TASK ITEM →
Please repeat every entry, keeping each one exactly the same.

Content starts

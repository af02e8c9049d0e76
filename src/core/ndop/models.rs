//! NDOP check file records

use serde::{Deserialize, Serialize};

/// One row of an outbound check file: NHS number plus a mandatory blank
/// trailing column. The file carries no header.
#[derive(Debug, Clone, Serialize)]
pub struct NdopMeshRecordRequest {
    pub nhs_number: String,
    pub blank: String,
}

/// One row of an inbound response file. Headerless; the first column is the
/// NHS number of a patient who has NOT opted out. The trailing blank column
/// is not always present.
#[derive(Debug, Clone, Deserialize)]
pub struct NdopMeshRecordResponse {
    pub nhs_number: String,

    #[serde(default)]
    pub blank: Option<String>,
}

/// One consent answer in the JSON handed to the hub's conversion template.
#[derive(Debug, Clone, PartialEq, Eq, Serialize)]
pub struct NdopMeshEnrichedRecord {
    pub nhs_number: String,
    pub opted_out: bool,
}

/// Result of converting a patient page to a check file: the CSV body plus
/// the batch of NHS numbers it contains, remembered for correlation.
#[derive(Debug, Clone)]
pub struct NdopBundleCsv {
    pub csv: String,
    pub nhs_numbers: Vec<String>,
}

Content ends

YOUR SOLUTION →
repository af02e8c9049d0e76
filename src/core/ndop/models.rs
//! NDOP check file records

use serde::{Deserialize, Serialize};

/// One row of an outbound check file: NHS number plus a mandatory blank
/// trailing column. The file carries no header.
#[derive(Debug, Clone, Serialize)]
pub struct NdopMeshRecordRequest {
    pub nhs_number: String,
    pub blank: String,
}

/// One row of an inbound response file. Headerless; the first column is the
/// NHS number of a patient who has NOT opted out. The trailing blank column
/// is not always present.
#[derive(Debug, Clone, Deserialize)]
pub struct NdopMeshRecordResponse {
    pub nhs_number: String,

    #[serde(default)]
    pub blank: Option<String>,
}

/// One consent answer in the JSON handed to the hub's conversion template.
#[derive(Debug, Clone, PartialEq, Eq, Serialize)]
pub struct NdopMeshEnrichedRecord {
    pub nhs_number: String,
    pub opted_out: bool,
}

/// Result of converting a patient page to a check file: the CSV body plus
/// the batch of NHS numbers it contains, remembered for correlation.
#[derive(Debug, Clone)]
pub struct NdopBundleCsv {
    pub csv: String,
    pub nhs_numbers: Vec<String>,
}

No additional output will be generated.